Giant cell tumor of bone (GCT) is a locally aggressive osteolytic tumor with metastasic potential. Its name is derived from the osteoclast-like multinucleated giant cells that are present in the tumor. In addition, two other cell types are present within GCT: mononucleated spindle-like stromal cells of osteoblastic origin, and round, CD68-positive monocytes. The stromal cells are considered the neoplastic component of GCT and are thought to promote the formation of the multinucleated giant cells. The latter have classically been implicated in bone destruction due to their morphological resemblance to osteoclasts. Evidence suggests that proteases, including members from the family of matrix metalloproteinases (MMPs), are involved in the collagen-degrading activity of the tumor. Type I collagen constitutes approximately 90% of the bone microenvironment, and the type I collagenases, MMP-1, MMP-8 and MMP-13 are capable of degrading the intact triple-helix of type I collagen, whereas other members of the MMP family are not.

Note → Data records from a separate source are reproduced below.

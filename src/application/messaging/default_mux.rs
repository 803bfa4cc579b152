//! Process-wide default mux
//!
//! Built on first use and kept for the life of the process. The free
//! functions forward to it for callers that don't want to pass a `Mux`
//! around.

use std::sync::Arc;

use axum::body::Body;
use axum::http::{Request, Response};
use once_cell::sync::Lazy;
use tokio_util::sync::CancellationToken;

use crate::application::errors::BotError;
use crate::domain::entities::Message;
use crate::domain::traits::{
    BackgroundHandler, CommandHandler, Handler, HearsHandler, HttpHandler, RawHandler,
};

use super::{CommandMux, Mux, ResponseWriter};

static DEFAULT_MUX: Lazy<Arc<Mux>> = Lazy::new(|| Arc::new(Mux::new("defaultMux", "")));

/// The shared default mux
pub fn default_mux() -> Arc<Mux> {
    DEFAULT_MUX.clone()
}

/// Add a handler to the default mux under every kind it supports
pub async fn add(h: Arc<dyn Handler>) -> Result<(), BotError> {
    DEFAULT_MUX.add(h).await
}

pub async fn add_raw(h: Arc<dyn RawHandler>) {
    DEFAULT_MUX.add_raw(h).await
}

pub async fn add_background(h: Arc<dyn BackgroundHandler>) {
    DEFAULT_MUX.add_background(h).await
}

pub async fn add_hears(h: Arc<dyn HearsHandler>) {
    DEFAULT_MUX.add_hears(h).await
}

pub async fn add_command(h: Arc<dyn CommandHandler>) -> Arc<CommandMux> {
    DEFAULT_MUX.add_command(h).await
}

pub async fn add_http(h: Arc<dyn HttpHandler>) -> String {
    DEFAULT_MUX.add_http(h).await
}

pub async fn start_background(ctx: &CancellationToken, w: &ResponseWriter) {
    DEFAULT_MUX.start_background(ctx, w).await
}

pub async fn handle(ctx: &CancellationToken, w: &ResponseWriter, m: &Message) {
    DEFAULT_MUX.handle(ctx, w, m).await
}

pub async fn serve_http(req: Request<Body>) -> Response<Body> {
    DEFAULT_MUX.serve_http(req).await
}
//! Linear algebra on [`Matrix`].
//!
//! All routines are implemented from scratch, with no BLAS/LAPACK bindings.
//!
//! | Operation | Built on | Fails with |
//! |-----------|----------|------------|
//! | [`Matrix::matmul`], [`Matrix::dot`] | [`blas`] | `DimensionMismatch` |
//! | [`Matrix::row_echelon`], [`Matrix::reduced_row_echelon`] | [`Ref`], [`Rref`] | never |
//! | [`Matrix::lu`], [`solve`], [`inverse`] | [`Lu`] | `NotSquare`, `SingularMatrix` |
//! | [`Matrix::cholesky`] | [`Cholesky`] | `NotSquare`, `NotPositiveDefinite` |
//! | [`Matrix::eig`] | [`Eigen`] | `NotSquare` (otherwise best effort) |
//! | [`det`], [`rank`] | [`Ref`] | `NotSquare` (det only) |
//!
//! Decompositions reached through `Matrix` methods run on the active
//! [`Backend`](crate::Backend).

pub mod blas;
pub mod decomp;

pub use decomp::{Cholesky, Eigen, Lu, Ref, Rref};

use crate::backend;
use crate::error::Result;
use crate::matrix::{ColumnVector, Matrix};

/// Solve `Ax = b` for a square, non-singular `A`.
///
/// Pivots are judged against the active backend's [`Config`](crate::Config)
/// pivot tolerance, by default `eps * n * max|a_ij|`. This is numerical rank:
/// a pivot tiny relative to the largest entry counts as zero, so
/// `diag(1e8, 1e-8)` is reported singular even though its exact inverse
/// exists. Use [`Lu::decompose_with`] or [`Ref::decompose_with`] with an
/// explicit tolerance for badly scaled input.
///
/// ```
/// # use tessera_core::{linalg, Matrix, Vector};
/// let a = Matrix::build(&[[2.0, 1.0], [1.0, 4.0]]).unwrap();
/// let b = Vector::build(&[5.0, 6.0]).unwrap();
/// let x = linalg::solve(&a, &b).unwrap();
/// assert!((x.as_slice()[0] - 2.0).abs() < 1e-10);
/// assert!((x.as_slice()[1] - 1.0).abs() < 1e-10);
/// ```
pub fn solve<V: AsRef<[f64]>>(a: &Matrix, b: &V) -> Result<ColumnVector> {
    a.lu()?.solve(b)
}

/// Inverse of a square, non-singular matrix.
///
/// ```
/// # use tessera_core::{linalg, Matrix};
/// let a = Matrix::build(&[[2.0, 1.0], [1.0, 4.0]]).unwrap();
/// let inv = linalg::inverse(&a).unwrap();
/// let eye = a.matmul(&inv).unwrap();
/// assert!((eye.as_slice()[0] - 1.0).abs() < 1e-10);
/// assert!(eye.as_slice()[1].abs() < 1e-10);
/// ```
pub fn inverse(a: &Matrix) -> Result<Matrix> {
    Ok(a.lu()?.inverse())
}

/// Determinant from the row echelon form; zero for singular input.
///
/// Singular means numerically rank deficient under the pivot tolerance, as
/// for [`solve`]: `det(diag(1e8, 1e-8))` is `0.0` by default.
pub fn det(a: &Matrix) -> Result<f64> {
    a.row_echelon().det()
}

/// Numerical rank from the row echelon form.
pub fn rank(a: &Matrix) -> usize {
    a.row_echelon().rank()
}

/// `|a_ij - a_ji| <= tol` for every pair.
pub(crate) fn is_symmetric(a: &Matrix, tol: f64) -> bool {
    let (m, n) = a.shape();
    if m != n {
        return false;
    }
    let data = a.as_slice();
    (0..n).all(|i| ((i + 1)..n).all(|j| (data[i * n + j] - data[j * n + i]).abs() <= tol))
}

impl Matrix {
    // ------------------------------------------------------------------
    // Decompositions
    // ------------------------------------------------------------------

    /// Row echelon form.
    pub fn row_echelon(&self) -> Ref {
        backend::active().row_echelon(self)
    }

    /// Reduced row echelon form.
    pub fn reduced_row_echelon(&self) -> Rref {
        backend::active().reduced_row_echelon(self)
    }

    /// LU decomposition with partial pivoting.
    pub fn lu(&self) -> Result<Lu> {
        backend::active().lu(self)
    }

    /// Cholesky decomposition of a symmetric positive-definite matrix.
    pub fn cholesky(&self) -> Result<Cholesky> {
        backend::active().cholesky(self)
    }

    /// Eigenvalues and eigenvectors (best effort, see [`Eigen`]).
    pub fn eig(&self) -> Result<Eigen> {
        backend::active().eig(self)
    }

    // ------------------------------------------------------------------
    // Derived quantities
    // ------------------------------------------------------------------

    /// Solve `self * x = b`. See [`solve`] for how singularity is judged.
    pub fn solve<V: AsRef<[f64]>>(&self, b: &V) -> Result<ColumnVector> {
        solve(self, b)
    }

    /// See [`inverse`].
    pub fn inverse(&self) -> Result<Matrix> {
        inverse(self)
    }

    /// See [`det`]; a numerically rank-deficient matrix has determinant 0.
    ///
    /// ```
    /// # use tessera_core::Matrix;
    /// let a = Matrix::build(&[[22.0, -17.0, 12.0], [4.0, 11.0, -2.0], [20.0, -6.0, -9.0]]).unwrap();
    /// assert!((a.det().unwrap() + 5302.0).abs() < 1e-9);
    /// ```
    pub fn det(&self) -> Result<f64> {
        det(self)
    }

    pub fn rank(&self) -> usize {
        rank(self)
    }

    /// `rank == min(m, n)`
    pub fn full_rank(&self) -> bool {
        self.rank() == self.m().min(self.n())
    }

    // ------------------------------------------------------------------
    // Predicates
    // ------------------------------------------------------------------

    /// Square and equal to its transpose within the active backend's
    /// symmetry tolerance.
    pub fn symmetric(&self) -> bool {
        is_symmetric(self, backend::active().config().symmetry_tolerance())
    }

    /// Symmetric and Cholesky succeeds.
    pub fn positive_definite(&self) -> bool {
        self.symmetric() && self.cholesky().is_ok()
    }

    /// Symmetric and every eigenvalue is at least `-tol`, where `tol` scales
    /// the symmetry tolerance by the largest eigenvalue magnitude.
    pub fn positive_semidefinite(&self) -> bool {
        if !self.symmetric() {
            return false;
        }
        let Ok(eig) = self.eig() else {
            return false;
        };
        let largest = eig.eigenvalues().first().map_or(0.0, |v| v.abs());
        let base = backend::active().config().symmetry_tolerance();
        let tol = base.max(f64::EPSILON * self.n() as f64) * largest.max(1.0);
        eig.eigenvalues().iter().all(|&v| v >= -tol)
    }
}
//! Matrix creation functions analogous to `np.eye`, `np.zeros`, etc.

use crate::error::{CoreError, Result};

use super::{ColumnVector, Matrix, Vector, check_dims};

impl Matrix {
    /// Create an identity matrix of size `n x n`.
    ///
    /// ```
    /// # use tessera_core::Matrix;
    /// let eye = Matrix::identity(3).unwrap();
    /// assert_eq!(eye.shape(), (3, 3));
    /// assert_eq!(eye.get(0, 0).unwrap(), 1.0);
    /// assert_eq!(eye.get(0, 1).unwrap(), 0.0);
    /// ```
    pub fn identity(n: usize) -> Result<Self> {
        check_dims(n, n)?;
        let mut data = vec![0.0; n * n];
        for i in 0..n {
            data[i * n + i] = 1.0;
        }
        Ok(Self::from_vec_unchecked(data, n, n))
    }

    /// Create a matrix filled with zeros.
    pub fn zeros(m: usize, n: usize) -> Result<Self> {
        Self::fill(0.0, m, n)
    }

    /// Create a matrix filled with ones.
    pub fn ones(m: usize, n: usize) -> Result<Self> {
        Self::fill(1.0, m, n)
    }

    /// Create a matrix filled with a constant value.
    pub fn fill(value: f64, m: usize, n: usize) -> Result<Self> {
        check_dims(m, n)?;
        Ok(Self::from_vec_unchecked(vec![value; m * n], m, n))
    }

    /// Create a square matrix with `values` on the diagonal.
    ///
    /// ```
    /// # use tessera_core::Matrix;
    /// let d = Matrix::diagonal(&[0.0, 1.0, 4.0]).unwrap();
    /// assert_eq!(d.as_array()[2], vec![0.0, 0.0, 4.0]);
    /// ```
    pub fn diagonal(values: &[f64]) -> Result<Self> {
        let n = values.len();
        check_dims(n, n)?;
        let mut data = vec![0.0; n * n];
        for (i, &v) in values.iter().enumerate() {
            data[i * n + i] = v;
        }
        Ok(Self::from_vec_unchecked(data, n, n))
    }

    /// Stack equally sized vectors into a matrix.
    ///
    /// Row vectors become the rows of the result; column vectors become its
    /// columns.
    ///
    /// ```
    /// # use tessera_core::{ColumnVector, Matrix, Vector};
    /// let d = Vector::quick(vec![2.0, 10.0, -1.0]);
    /// assert_eq!(Matrix::stack(&[d.clone(), d]).unwrap().shape(), (2, 3));
    ///
    /// let e = ColumnVector::quick(vec![2.5, -1.0, 4.8]);
    /// assert_eq!(Matrix::stack(&[e.clone(), e]).unwrap().shape(), (3, 2));
    /// ```
    pub fn stack<V: Stack>(vectors: &[V]) -> Result<Self> {
        V::stack(vectors)
    }
}

/// Vectors that [`Matrix::stack`] knows how to lay out.
pub trait Stack: Sized {
    fn stack(vectors: &[Self]) -> Result<Matrix>;
}

/// Validate that every vector has the same length and return it.
fn common_length<V: AsRef<[f64]>>(vectors: &[V]) -> Result<usize> {
    let first = vectors.first().ok_or(CoreError::InvalidArgument {
        reason: "cannot stack zero vectors",
    })?;
    let len = first.as_ref().len();
    for v in &vectors[1..] {
        if v.as_ref().len() != len {
            return Err(CoreError::DimensionMismatch {
                expected: vec![len],
                got: vec![v.as_ref().len()],
            });
        }
    }
    Ok(len)
}

impl Stack for Vector {
    fn stack(vectors: &[Self]) -> Result<Matrix> {
        let n = common_length(vectors)?;
        let mut data = Vec::with_capacity(vectors.len() * n);
        for v in vectors {
            data.extend_from_slice(v.as_slice());
        }
        Ok(Matrix::from_vec_unchecked(data, vectors.len(), n))
    }
}

impl Stack for ColumnVector {
    fn stack(vectors: &[Self]) -> Result<Matrix> {
        let m = common_length(vectors)?;
        let n = vectors.len();
        let mut data = vec![0.0; m * n];
        for (j, v) in vectors.iter().enumerate() {
            for (i, &value) in v.as_slice().iter().enumerate() {
                data[i * n + j] = value;
            }
        }
        Ok(Matrix::from_vec_unchecked(data, m, n))
    }
}

#[cfg(test)]
#[allow(clippy::float_cmp)]
mod tests {
    use super::*;

    #[test]
    fn test_identity() {
        let z = Matrix::identity(4).unwrap();
        assert_eq!(
            z.as_array(),
            vec![
                vec![1.0, 0.0, 0.0, 0.0],
                vec![0.0, 1.0, 0.0, 0.0],
                vec![0.0, 0.0, 1.0, 0.0],
                vec![0.0, 0.0, 0.0, 1.0],
            ]
        );
        assert!(Matrix::identity(0).is_err());
    }

    #[test]
    fn test_zeros_ones_fill() {
        let z = Matrix::zeros(2, 4).unwrap();
        assert_eq!(z.shape(), (2, 4));
        assert!(z.as_slice().iter().all(|&x| x == 0.0));

        let o = Matrix::ones(4, 2).unwrap();
        assert!(o.as_slice().iter().all(|&x| x == 1.0));

        let f = Matrix::fill(5.0, 4, 4).unwrap();
        assert_eq!(f.size(), 16);
        assert!(f.as_slice().iter().all(|&x| x == 5.0));

        assert!(Matrix::zeros(0, 3).is_err());
        assert!(Matrix::fill(1.0, 2, 0).is_err());
    }

    #[test]
    fn test_diagonal() {
        let z = Matrix::diagonal(&[0.0, 1.0, 4.0, 5.0]).unwrap();
        assert_eq!(z.shape(), (4, 4));
        assert_eq!(z.get(3, 3).unwrap(), 5.0);
        assert_eq!(z.get(3, 2).unwrap(), 0.0);
        assert!(Matrix::diagonal(&[]).is_err());
    }

    #[test]
    fn test_stack_row_vectors() {
        let d = Vector::quick(vec![2.0, 10.0, -1.0]);
        let z = Matrix::stack(&[d.clone(), d.clone(), d]).unwrap();
        assert_eq!(
            z.as_array(),
            vec![
                vec![2.0, 10.0, -1.0],
                vec![2.0, 10.0, -1.0],
                vec![2.0, 10.0, -1.0],
            ]
        );
    }

    #[test]
    fn test_stack_column_vectors() {
        let e = ColumnVector::quick(vec![2.5, -1.0, 4.8]);
        let z = Matrix::stack(&[e.clone(), e.clone(), e]).unwrap();
        assert_eq!(
            z.as_array(),
            vec![
                vec![2.5, 2.5, 2.5],
                vec![-1.0, -1.0, -1.0],
                vec![4.8, 4.8, 4.8],
            ]
        );
    }

    #[test]
    fn test_stack_mismatch() {
        let a = Vector::quick(vec![1.0, 2.0]);
        let b = Vector::quick(vec![1.0]);
        assert!(Matrix::stack(&[a, b]).is_err());
        let none: [Vector; 0] = [];
        assert!(Matrix::stack(&none).is_err());
    }
}
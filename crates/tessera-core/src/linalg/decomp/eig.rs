//! Eigendecomposition of real square matrices.
//!
//! Two solvers share one result type:
//!
//! - **Symmetric** inputs (within [`Config::symmetry_tolerance`]) use cyclic
//!   Jacobi rotations. `A = V diag(d) V^T` with `V` orthogonal.
//! - **General** inputs are reduced to upper Hessenberg form by Householder
//!   reflections and then to real Schur form `T = Z^T A Z` by Francis
//!   double-shift QR iteration with deflation. Eigenvalues are read from the
//!   diagonal of `T`; eigenvectors come from back-substitution on `T`, mapped
//!   through `Z`.
//!
//! Both solvers stop at [`Config::eigen_max_iterations`] and return their best
//! approximation instead of failing; [`Eigen::converged`] reports which case
//! occurred. Complex conjugate pairs are not represented: their eigenvalues
//! and eigenvector columns are NaN.

use core::cmp::Ordering;
use core::ops::Range;

use crate::config::Config;
use crate::error::Result;
use crate::linalg::is_symmetric;
use crate::matrix::{Matrix, Vector};

/// Iteration counts (within one deflation window) at which an exceptional
/// shift replaces the Francis shift.
const EXCEPTIONAL_SHIFTS: [usize; 2] = [10, 20];

/// Result of an eigendecomposition.
#[derive(Debug, Clone)]
pub struct Eigen {
    /// Eigenvalues in descending order of absolute value, NaN last.
    eigenvalues: Vec<f64>,
    /// Eigenvectors as columns of an n x n matrix (stored row-major).
    eigenvectors: Vec<f64>,
    n: usize,
    symmetric: bool,
    converged: bool,
    iterations: usize,
}
//! Numeric tolerances and iteration limits shared by the decompositions.

/// Tunable thresholds for the row-reduction, eigen, and symmetry routines.
///
/// ```
/// # use tessera_core::Config;
/// let config = Config::default()
///     .with_pivot_tolerance(1e-10)
///     .with_eigen_max_iterations(500);
/// assert_eq!(config.eigen_max_iterations(), 500);
/// ```
#[derive(Debug, Clone, PartialEq)]
pub struct Config {
    pivot_tolerance: Option<f64>,
    eigen_max_iterations: usize,
    eigen_tolerance: f64,
    symmetry_tolerance: f64,
}

/// Default iteration cap for the eigen solvers.
pub const DEFAULT_EIGEN_MAX_ITERATIONS: usize = 1000;

/// Default absolute tolerance for symmetry checks.
pub const DEFAULT_SYMMETRY_TOLERANCE: f64 = 1e-12;

impl Default for Config {
    fn default() -> Self {
        Self {
            pivot_tolerance: None,
            eigen_max_iterations: DEFAULT_EIGEN_MAX_ITERATIONS,
            eigen_tolerance: f64::EPSILON,
            symmetry_tolerance: DEFAULT_SYMMETRY_TOLERANCE,
        }
    }
}

impl Config {
    /// Use a fixed absolute pivot threshold instead of the scaled default.
    #[must_use]
    pub fn with_pivot_tolerance(mut self, tolerance: f64) -> Self {
        self.pivot_tolerance = Some(tolerance.abs());
        self
    }

    #[must_use]
    pub fn with_eigen_max_iterations(mut self, iterations: usize) -> Self {
        self.eigen_max_iterations = iterations;
        self
    }

    #[must_use]
    pub fn with_eigen_tolerance(mut self, tolerance: f64) -> Self {
        self.eigen_tolerance = tolerance.abs();
        self
    }

    #[must_use]
    pub fn with_symmetry_tolerance(mut self, tolerance: f64) -> Self {
        self.symmetry_tolerance = tolerance.abs();
        self
    }

    pub fn eigen_max_iterations(&self) -> usize {
        self.eigen_max_iterations
    }

    pub fn eigen_tolerance(&self) -> f64 {
        self.eigen_tolerance
    }

    pub fn symmetry_tolerance(&self) -> f64 {
        self.symmetry_tolerance
    }

    /// Pivot threshold for an `m x n` matrix whose largest absolute entry is
    /// `max_abs`.
    ///
    /// Without an explicit tolerance this is `eps * max(m, n) * max_abs`, the
    /// same scaling used for numerical rank.
    pub fn pivot_tolerance(&self, m: usize, n: usize, max_abs: f64) -> f64 {
        match self.pivot_tolerance {
            Some(tol) => tol,
            None => f64::EPSILON * m.max(n) as f64 * max_abs,
        }
    }
}
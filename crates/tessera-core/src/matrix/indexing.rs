//! Element, row, column, and sub-region access for [`Matrix`].

use core::ops::Range;

use crate::error::{CoreError, Result};

use super::{ColumnVector, Matrix, Vector};

impl Matrix {
    /// Element at row `i`, column `j`.
    pub fn get(&self, i: usize, j: usize) -> Result<f64> {
        if i >= self.m || j >= self.n {
            return Err(self.out_of_bounds(vec![i, j]));
        }
        Ok(self.data[i * self.n + j])
    }

    /// Row `i` as a plain slice.
    pub fn row(&self, i: usize) -> Result<&[f64]> {
        if i >= self.m {
            return Err(self.out_of_bounds(vec![i]));
        }
        Ok(&self.data[i * self.n..(i + 1) * self.n])
    }

    /// Column `j` copied into a plain `Vec`.
    pub fn column(&self, j: usize) -> Result<Vec<f64>> {
        if j >= self.n {
            return Err(self.out_of_bounds(vec![0, j]));
        }
        Ok(self.data.iter().skip(j).step_by(self.n).copied().collect())
    }

    /// Row `i` as a [`Vector`].
    pub fn row_as_vector(&self, i: usize) -> Result<Vector> {
        Ok(Vector::quick(self.row(i)?.to_vec()))
    }

    /// Column `j` as a [`Vector`].
    pub fn column_as_vector(&self, j: usize) -> Result<Vector> {
        Ok(Vector::quick(self.column(j)?))
    }

    /// The main diagonal (length `min(m, n)`) as a [`Vector`].
    pub fn diagonal_as_vector(&self) -> Vector {
        let k = self.m.min(self.n);
        Vector::quick((0..k).map(|i| self.data[i * self.n + i]).collect())
    }

    /// Every row as a [`Vector`].
    pub fn as_vectors(&self) -> Vec<Vector> {
        self.rows().map(|row| Vector::quick(row.to_vec())).collect()
    }

    /// Every column as a [`ColumnVector`].
    pub fn as_column_vectors(&self) -> Vec<ColumnVector> {
        (0..self.n)
            .map(|j| {
                ColumnVector::quick(self.data.iter().skip(j).step_by(self.n).copied().collect())
            })
            .collect()
    }

    /// Extract the region `rows x cols` given as half-open index ranges.
    ///
    /// ```
    /// # use tessera_core::Matrix;
    /// let a = Matrix::build(&[[1.0, 2.0, 3.0], [4.0, 5.0, 6.0], [7.0, 8.0, 9.0]]).unwrap();
    /// let s = a.sub_matrix(0..2, 1..3).unwrap();
    /// assert_eq!(s.as_slice(), &[2.0, 3.0, 5.0, 6.0]);
    /// ```
    pub fn sub_matrix(&self, rows: Range<usize>, cols: Range<usize>) -> Result<Matrix> {
        if rows.start >= rows.end || cols.start >= cols.end {
            return Err(CoreError::InvalidArgument {
                reason: "sub-matrix ranges must be non-empty",
            });
        }
        if rows.end > self.m || cols.end > self.n {
            return Err(self.out_of_bounds(vec![rows.end, cols.end]));
        }

        let (m, n) = (rows.len(), cols.len());
        let mut data = Vec::with_capacity(m * n);
        for i in rows {
            let offset = i * self.n;
            data.extend_from_slice(&self.data[offset + cols.start..offset + cols.end]);
        }
        Ok(Matrix::from_vec_unchecked(data, m, n))
    }

    fn out_of_bounds(&self, index: Vec<usize>) -> CoreError {
        CoreError::IndexOutOfBounds {
            index,
            shape: vec![self.m, self.n],
        }
    }
}
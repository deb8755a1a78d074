//! Broadcasting arithmetic engine.
//!
//! Every element-wise binary operation classifies its right-hand operand once,
//! at the call boundary, into one of the [`Operand`] kinds and then runs a
//! single tight loop for that kind:
//!
//! | Operand          | Rule                                   | Requirement  |
//! |------------------|----------------------------------------|--------------|
//! | `Scalar(b)`      | `op(a[i][j], b)`                       | none         |
//! | `Vector(v)`      | `op(a[i][j], v[j])` (row broadcast)    | `len == n`   |
//! | `ColumnVector(v)`| `op(a[i][j], v[i])` (column broadcast) | `len == m`   |
//! | `Matrix(b)`      | `op(a[i][j], b[i][j])`                 | same shape   |
//!
//! Unary operations live in [`unary`](self::unary) and are plain maps.

mod binary;
mod unary;

pub use binary::BinaryOp;

use crate::error::{CoreError, Result};
use crate::matrix::{ColumnVector, Matrix, Vector};

/// The right-hand side of a broadcasting operation.
#[derive(Debug, Clone, Copy)]
pub enum Operand<'a> {
    Scalar(f64),
    Vector(&'a Vector),
    ColumnVector(&'a ColumnVector),
    Matrix(&'a Matrix),
}

impl From<f64> for Operand<'_> {
    fn from(value: f64) -> Self {
        Operand::Scalar(value)
    }
}

impl From<i32> for Operand<'_> {
    fn from(value: i32) -> Self {
        Operand::Scalar(f64::from(value))
    }
}

impl<'a> From<&'a Vector> for Operand<'a> {
    fn from(value: &'a Vector) -> Self {
        Operand::Vector(value)
    }
}

impl<'a> From<&'a ColumnVector> for Operand<'a> {
    fn from(value: &'a ColumnVector) -> Self {
        Operand::ColumnVector(value)
    }
}

impl<'a> From<&'a Matrix> for Operand<'a> {
    fn from(value: &'a Matrix) -> Self {
        Operand::Matrix(value)
    }
}

impl Matrix {
    /// Apply `op` element-wise between this matrix and a broadcast operand.
    ///
    /// ```
    /// # use tessera_core::{BinaryOp, Matrix, Vector};
    /// let a = Matrix::build(&[[1.0, 2.0], [3.0, 4.0]]).unwrap();
    /// let v = Vector::build(&[10.0, 20.0]).unwrap();
    /// let z = a.broadcast(BinaryOp::Add, &v).unwrap();
    /// assert_eq!(z.as_slice(), &[11.0, 22.0, 13.0, 24.0]);
    /// ```
    pub fn broadcast<'a>(&self, op: BinaryOp, rhs: impl Into<Operand<'a>>) -> Result<Matrix> {
        let (m, n) = self.shape();
        let lhs = self.as_slice();

        let data: Vec<f64> = match rhs.into() {
            Operand::Scalar(b) => lhs.iter().map(|&a| op.apply(a, b)).collect(),
            Operand::Vector(v) => {
                let v = v.as_slice();
                if v.len() != n {
                    return Err(CoreError::BroadcastError {
                        lhs: vec![m, n],
                        rhs: vec![1, v.len()],
                    });
                }
                lhs.chunks(n)
                    .flat_map(|row| row.iter().zip(v).map(|(&a, &b)| op.apply(a, b)))
                    .collect()
            }
            Operand::ColumnVector(v) => {
                let v = v.as_slice();
                if v.len() != m {
                    return Err(CoreError::BroadcastError {
                        lhs: vec![m, n],
                        rhs: vec![v.len(), 1],
                    });
                }
                lhs.chunks(n)
                    .zip(v)
                    .flat_map(|(row, &b)| row.iter().map(move |&a| op.apply(a, b)))
                    .collect()
            }
            Operand::Matrix(b) => return self.zip_map(b, |x, y| op.apply(x, y)),
        };

        Ok(Matrix::from_vec_unchecked(data, m, n))
    }
}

Here we report that the stromal cells of GCT produce type I collagenases and are capable of degrading type I collagen independent of the giant cells. GCT samples from primary tissue were collected with patient consent and stromal cells were isolated and grown in culture through a process of selective trypsinization. PCR, western blot analysis, and the use of a multiplex protein assay system revealed the presence of type I collagenases. Immunohistochemistry on paraffin-embedded tissue samples confirmed the presence of these collagenases in the stromal cells in vivo. The activity of these collagenases was determined by standardized collagenase degradation assays using stromal cell conditioned media. These results suggest that, contrary to popular belief, the stromal cells of GCT play a key role in bone destruction and that these cells act through an MMP-mediated mechanism that can be targeted to improve the clinical management of these tumors.

98th AACR Annual Meeting-- Apr 14-18, 2007; Los Angeles, CA